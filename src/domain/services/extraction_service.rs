// Copyright (c) 2025 Kirky.X
//
// Licensed under the MIT License
// See LICENSE file in the project root for full license information.

use crate::domain::models::article::{CONTENT_NOT_FOUND, TITLE_NOT_FOUND};
use crate::engines::traits::{BrowserSession, PageElement};
use serde::Deserialize;
use std::time::Duration;

/// 提取规则
///
/// 标题、正文、封面图各自独立的分层选择器。默认值对应 El País 文章模板。
#[derive(Debug, Clone, PartialEq, Deserialize)]
#[serde(default)]
pub struct ExtractionRules {
    /// 首选标题选择器
    pub title_primary: String,
    /// 等待首选标题出现的时间（秒）
    pub title_wait_secs: u64,
    /// 备用标题选择器
    pub title_fallback: String,
    /// 首选正文段落选择器
    pub content_primary: String,
    /// 备用正文段落选择器，按顺序尝试
    pub content_secondary: Vec<String>,
    /// 补救用副标题选择器
    pub salvage_subtitle: String,
    /// 补救用图注选择器
    pub salvage_captions: String,
    /// 封面图选择器，按优先级排列
    pub image_selectors: Vec<String>,
    /// 图片地址属性，按顺序读取
    pub image_attributes: Vec<String>,
}

impl Default for ExtractionRules {
    fn default() -> Self {
        Self {
            title_primary: "h1.a_t".to_string(),
            title_wait_secs: 10,
            title_fallback: "h1".to_string(),
            content_primary: "div.a_c p".to_string(),
            content_secondary: vec![
                "article p".to_string(),
                ".article_body p".to_string(),
                ".a_b p".to_string(),
            ],
            salvage_subtitle: "h2.a_st".to_string(),
            salvage_captions: "figcaption".to_string(),
            image_selectors: vec![
                "article img".to_string(),
                ".a_m_w img".to_string(),
                "figure img".to_string(),
            ],
            image_attributes: vec!["src".to_string(), "data-src".to_string()],
        }
    }
}

/// 提取出的字段
#[derive(Debug, Clone, PartialEq, Eq)]
pub struct ExtractedFields {
    pub title: String,
    pub content: String,
    pub image_url: Option<String>,
}

/// 提取服务
///
/// 每一层都是返回 `Option` 的函数，按顺序取第一个非空结果。
/// 会话查询出错与元素不存在同等对待，不会向上传播。
pub struct ExtractionService {
    rules: ExtractionRules,
}

impl ExtractionService {
    pub fn new(rules: ExtractionRules) -> Self {
        Self { rules }
    }

    /// 从当前页面提取标题、正文和封面图
    pub async fn extract<S: BrowserSession + ?Sized>(&self, session: &S) -> ExtractedFields {
        ExtractedFields {
            title: self.extract_title(session).await,
            content: self.extract_content(session).await,
            image_url: self.extract_image(session).await,
        }
    }

    /// 标题：首选选择器（有界等待） → 第一个通用标题 → 占位文本
    pub async fn extract_title<S: BrowserSession + ?Sized>(&self, session: &S) -> String {
        if let Some(title) = self.primary_title(session).await {
            return title;
        }
        if let Some(title) = first_text(session, &self.rules.title_fallback).await {
            tracing::debug!("Primary title selector missing, used fallback heading");
            return title;
        }
        TITLE_NOT_FOUND.to_string()
    }

    async fn primary_title<S: BrowserSession + ?Sized>(&self, session: &S) -> Option<String> {
        let wait = Duration::from_secs(self.rules.title_wait_secs);
        match session.wait_for(&self.rules.title_primary, wait).await {
            Ok(element) => element.and_then(|el| el.trimmed_text().map(str::to_string)),
            Err(e) => {
                tracing::debug!(selector = %self.rules.title_primary, "Title lookup failed: {}", e);
                None
            }
        }
    }

    /// 正文：首选段落 → 备用段落 → 副标题加图注 → 占位文本
    pub async fn extract_content<S: BrowserSession + ?Sized>(&self, session: &S) -> String {
        if let Some(body) = joined_paragraphs(session, &self.rules.content_primary).await {
            return body;
        }

        for selector in &self.rules.content_secondary {
            if let Some(body) = joined_paragraphs(session, selector).await {
                tracing::debug!(selector = %selector, "Used secondary content selector");
                return body;
            }
        }

        if let Some(salvaged) = self.salvage(session).await {
            tracing::debug!("No paragraphs found, salvaged subtitle and captions");
            return salvaged;
        }

        CONTENT_NOT_FOUND.to_string()
    }

    async fn salvage<S: BrowserSession + ?Sized>(&self, session: &S) -> Option<String> {
        let mut parts = Vec::new();

        if let Some(subtitle) = first_text(session, &self.rules.salvage_subtitle).await {
            parts.push(subtitle);
        }
        parts.extend(non_empty_texts(query(session, &self.rules.salvage_captions).await));

        join_lines(parts)
    }

    /// 封面图：按优先级尝试选择器，取第一个匹配元素的图片地址
    pub async fn extract_image<S: BrowserSession + ?Sized>(&self, session: &S) -> Option<String> {
        for selector in &self.rules.image_selectors {
            let source = query(session, selector)
                .await
                .into_iter()
                .next()
                .and_then(|img| self.image_source(&img));

            if source.is_some() {
                return source;
            }
        }
        None
    }

    fn image_source(&self, img: &PageElement) -> Option<String> {
        self.rules
            .image_attributes
            .iter()
            .filter_map(|attr| img.attr(attr))
            .map(str::trim)
            .find(|src| !src.is_empty())
            .map(str::to_string)
    }
}

impl Default for ExtractionService {
    fn default() -> Self {
        Self::new(ExtractionRules::default())
    }
}

async fn query<S: BrowserSession + ?Sized>(session: &S, selector: &str) -> Vec<PageElement> {
    match session.find_all(selector).await {
        Ok(elements) => elements,
        Err(e) => {
            tracing::debug!(selector = %selector, "Element query failed: {}", e);
            Vec::new()
        }
    }
}

async fn first_text<S: BrowserSession + ?Sized>(session: &S, selector: &str) -> Option<String> {
    query(session, selector)
        .await
        .into_iter()
        .find_map(|el| el.trimmed_text().map(str::to_string))
}

async fn joined_paragraphs<S: BrowserSession + ?Sized>(
    session: &S,
    selector: &str,
) -> Option<String> {
    join_lines(non_empty_texts(query(session, selector).await))
}

fn non_empty_texts(elements: Vec<PageElement>) -> impl Iterator<Item = String> {
    elements
        .into_iter()
        .filter_map(|el| el.trimmed_text().map(str::to_string))
}

fn join_lines<I: IntoIterator<Item = String>>(parts: I) -> Option<String> {
    let parts: Vec<String> = parts.into_iter().collect();
    (!parts.is_empty()).then(|| parts.join("\n"))
}
// Copyright (c) 2025 Kirky.X
//
// Licensed under the MIT License
// See LICENSE file in the project root for full license information.

use crate::domain::services::extraction_service::ExtractionRules;
use crate::utils::retry_policy::RetryPolicy;
use config::{Config, ConfigError, Environment, File};
use serde::Deserialize;
use std::time::Duration;

/// 应用程序配置设置
///
/// 包含抓取、浏览器、翻译、存储和输出等所有配置项
#[derive(Debug, Clone, Deserialize)]
pub struct Settings {
    /// 抓取配置
    pub scraper: ScraperSettings,
    /// 浏览器配置
    pub browser: BrowserSettings,
    /// 翻译配置
    pub translation: TranslationSettings,
    /// 存储配置
    pub storage: StorageSettings,
    /// 输出配置
    pub output: OutputSettings,
    /// 提取规则
    #[serde(default)]
    pub extraction: ExtractionRules,
    /// 词频分析配置
    #[serde(default)]
    pub analysis: AnalysisSettings,
}

/// 抓取配置设置
#[derive(Debug, Clone, Deserialize)]
pub struct ScraperSettings {
    /// 列表页URL
    pub listing_url: String,
    /// 栏目路径片段
    pub section_path: String,
    /// 文章页后缀
    pub article_suffix: String,
    /// 列表页文章链接选择器
    pub link_selector: String,
    /// 最大文章数
    pub max_articles: usize,
    /// 页面加载重试次数
    pub max_retries: u32,
    /// 页面加载超时时间（秒）
    pub page_load_timeout_secs: u64,
    /// 重试退避时间（秒）
    pub retry_backoff_secs: u64,
    /// 文章页加载后的稳定等待时间（毫秒）
    pub settle_delay_ms: u64,
    /// 列表页加载后的稳定等待时间（毫秒）
    pub listing_settle_delay_ms: u64,
    /// 源语言版本的站点域名
    pub edition_host: String,
}

impl ScraperSettings {
    pub fn page_load_timeout(&self) -> Duration {
        Duration::from_secs(self.page_load_timeout_secs)
    }

    pub fn retry_policy(&self) -> RetryPolicy {
        RetryPolicy::fixed(self.max_retries, Duration::from_secs(self.retry_backoff_secs))
    }
}

/// 会话引擎类型
#[derive(Debug, Clone, Copy, PartialEq, Eq, Deserialize)]
#[serde(rename_all = "lowercase")]
pub enum SessionEngine {
    /// chromiumoxide 驱动的浏览器
    Chromium,
    /// reqwest + scraper 静态抓取
    Http,
}

/// 浏览器配置设置
#[derive(Debug, Clone, Deserialize)]
pub struct BrowserSettings {
    /// 会话引擎
    pub engine: SessionEngine,
    /// 远程调试地址 (可选，连接已运行的Chrome)
    pub remote_debugging_url: Option<String>,
    /// 是否无头模式
    pub headless: bool,
    /// 窗口宽度
    pub window_width: u32,
    /// 窗口高度
    pub window_height: u32,
    /// CDP请求超时时间（秒）
    pub request_timeout_secs: u64,
    /// 同意横幅按钮选择器 (可选)
    pub consent_selector: Option<String>,
    /// 等待同意横幅的时间（秒）
    pub consent_wait_secs: u64,
}

impl BrowserSettings {
    /// CDP请求超时时间
    ///
    /// chromiumoxide 用同一个值作为导航期限，所以不能小于页面加载超时时间，
    /// 否则页面加载会比配置的超时更早失败。
    pub fn cdp_request_timeout(&self, page_load_timeout: Duration) -> Duration {
        Duration::from_secs(self.request_timeout_secs).max(page_load_timeout)
    }
}

/// 翻译配置设置
#[derive(Debug, Clone, Deserialize)]
pub struct TranslationSettings {
    /// 源语言
    pub source_lang: String,
    /// 目标语言
    pub target_lang: String,
    /// 翻译接口地址
    pub endpoint: String,
    /// 请求超时时间（秒）
    pub timeout_secs: u64,
    /// 单条翻译重试次数
    pub max_retries: u32,
}

/// 存储配置设置
#[derive(Debug, Clone, Deserialize)]
pub struct StorageSettings {
    /// 是否保存封面图片
    pub enabled: bool,
    /// 图片目录
    pub image_dir: String,
    /// 下载超时时间（秒）
    pub download_timeout_secs: u64,
}

/// 词频分析配置设置
#[derive(Debug, Clone, Default, Deserialize)]
#[serde(default)]
pub struct AnalysisSettings {
    /// 追加的停用词
    pub extra_stop_words: Vec<String>,
}

/// 输出配置设置
#[derive(Debug, Clone, Deserialize)]
pub struct OutputSettings {
    /// 结果JSON文件路径 (可选)
    pub json_path: Option<String>,
    /// 是否输出JSON格式日志
    pub json_logs: bool,
}

impl Settings {
    /// 创建新的配置实例
    ///
    /// 依次加载内置默认值、`config/default`、`config/{APP_ENVIRONMENT}` 和
    /// `OPINION_SCRAPER__` 前缀的环境变量
    ///
    /// # Returns
    ///
    /// * `Ok(Settings)` - 成功加载的配置
    /// * `Err(ConfigError)` - 配置加载失败
    pub fn new() -> Result<Self, ConfigError> {
        let env = std::env::var("APP_ENVIRONMENT").unwrap_or_else(|_| "default".to_string());
        Self::builder()?
            .add_source(File::with_name("config/default").required(false))
            .add_source(File::with_name(&format!("config/{}", env)).required(false))
            .add_source(Environment::with_prefix("OPINION_SCRAPER").separator("__"))
            .build()?
            .try_deserialize()
    }

    /// 只包含内置默认值的配置构建器
    pub fn builder() -> Result<config::ConfigBuilder<config::builder::DefaultState>, ConfigError> {
        Config::builder()
            // Default scraper settings
            .set_default("scraper.listing_url", "https://elpais.com/opinion/")?
            .set_default("scraper.section_path", "/opinion/")?
            .set_default("scraper.article_suffix", ".html")?
            .set_default("scraper.link_selector", "article a[href*='/opinion/']")?
            .set_default("scraper.max_articles", 5)?
            .set_default("scraper.max_retries", 2)?
            .set_default("scraper.page_load_timeout_secs", 60)?
            .set_default("scraper.retry_backoff_secs", 3)?
            .set_default("scraper.settle_delay_ms", 2000)?
            .set_default("scraper.listing_settle_delay_ms", 3000)?
            .set_default("scraper.edition_host", "elpais.com")?
            // Default browser settings
            .set_default("browser.engine", "chromium")?
            .set_default("browser.headless", true)?
            .set_default("browser.window_width", 1920)?
            .set_default("browser.window_height", 1080)?
            .set_default("browser.request_timeout_secs", 30)?
            .set_default("browser.consent_selector", "#didomi-notice-agree-button")?
            .set_default("browser.consent_wait_secs", 5)?
            // Default translation settings
            .set_default("translation.source_lang", "es")?
            .set_default("translation.target_lang", "en")?
            .set_default(
                "translation.endpoint",
                "https://translate.googleapis.com/translate_a/single",
            )?
            .set_default("translation.timeout_secs", 10)?
            .set_default("translation.max_retries", 0)?
            // Default storage settings
            .set_default("storage.enabled", true)?
            .set_default("storage.image_dir", "images")?
            .set_default("storage.download_timeout_secs", 15)?
            // Default output settings
            .set_default("output.json_logs", false)
    }
}
// Copyright (c) 2025 Kirky.X
//
// Licensed under the MIT License
// See LICENSE file in the project root for full license information.

use crate::domain::models::article::ArticleRecord;
use serde::{Deserialize, Serialize};
use std::collections::HashMap;

/// 高频词表
///
/// 只包含出现次数超过阈值的词。每次运行重新计算，只读。
#[derive(Debug, Clone, Default, PartialEq, Eq, Serialize, Deserialize)]
#[serde(transparent)]
pub struct WordFrequencyMap(HashMap<String, usize>);

impl WordFrequencyMap {
    pub fn new(counts: HashMap<String, usize>) -> Self {
        Self(counts)
    }

    pub fn get(&self, word: &str) -> Option<usize> {
        self.0.get(word).copied()
    }

    pub fn len(&self) -> usize {
        self.0.len()
    }

    pub fn is_empty(&self) -> bool {
        self.0.is_empty()
    }

    pub fn iter(&self) -> impl Iterator<Item = (&str, usize)> {
        self.0.iter().map(|(word, count)| (word.as_str(), *count))
    }

    /// 按出现次数降序排列，次数相同时按字母升序
    pub fn sorted_by_count(&self) -> Vec<(&str, usize)> {
        let mut words: Vec<_> = self.iter().collect();
        words.sort_by(|a, b| b.1.cmp(&a.1).then_with(|| a.0.cmp(b.0)));
        words
    }
}

/// 流水线结果
///
/// 一次运行对外输出的唯一产物。
#[derive(Debug, Clone, Default, PartialEq, Serialize, Deserialize)]
pub struct PipelineResult {
    /// 文章记录，与链接顺序一致
    pub articles: Vec<ArticleRecord>,
    /// 翻译后的标题，与文章顺序一致
    pub translated_titles: Vec<String>,
    /// 高频词
    pub repeated_words: WordFrequencyMap,
}

impl PipelineResult {
    /// 没有发现任何文章时的结果
    pub fn empty() -> Self {
        Self::default()
    }

    pub fn is_empty(&self) -> bool {
        self.articles.is_empty()
    }
}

• _YOUR INSTRUCTIONS_: Find the line with "TITLE_NOT_FOUND.to_string()" in the material above. Reproduce it and each line after it up to and including the line with "for selector in &self.rules.image_selectors".

• _THE COMPLETED TASK_:
        TITLE_NOT_FOUND.to_string()
    }

    async fn primary_title<S: BrowserSession + ?Sized>(&self, session: &S) -> Option<String> {
        let wait = Duration::from_secs(self.rules.title_wait_secs);
        match session.wait_for(&self.rules.title_primary, wait).await {
            Ok(element) => element.and_then(|el| el.trimmed_text().map(str::to_string)),
            Err(e) => {
                tracing::debug!(selector = %self.rules.title_primary, "Title lookup failed: {}", e);
                None
            }
        }
    }

    /// 正文：首选段落 → 备用段落 → 副标题加图注 → 占位文本
    pub async fn extract_content<S: BrowserSession + ?Sized>(&self, session: &S) -> String {
        if let Some(body) = joined_paragraphs(session, &self.rules.content_primary).await {
            return body;
        }

        for selector in &self.rules.content_secondary {
            if let Some(body) = joined_paragraphs(session, selector).await {
                tracing::debug!(selector = %selector, "Used secondary content selector");
                return body;
            }
        }

        if let Some(salvaged) = self.salvage(session).await {
            tracing::debug!("No paragraphs found, salvaged subtitle and captions");
            return salvaged;
        }

        CONTENT_NOT_FOUND.to_string()
    }

    async fn salvage<S: BrowserSession + ?Sized>(&self, session: &S) -> Option<String> {
        let mut parts = Vec::new();

        if let Some(subtitle) = first_text(session, &self.rules.salvage_subtitle).await {
            parts.push(subtitle);
        }
        parts.extend(non_empty_texts(query(session, &self.rules.salvage_captions).await));

        join_lines(parts)
    }

    /// 封面图：按优先级尝试选择器，取第一个匹配元素的图片地址
    pub async fn extract_image<S: BrowserSession + ?Sized>(&self, session: &S) -> Option<String> {
        for selector in &self.rules.image_selectors {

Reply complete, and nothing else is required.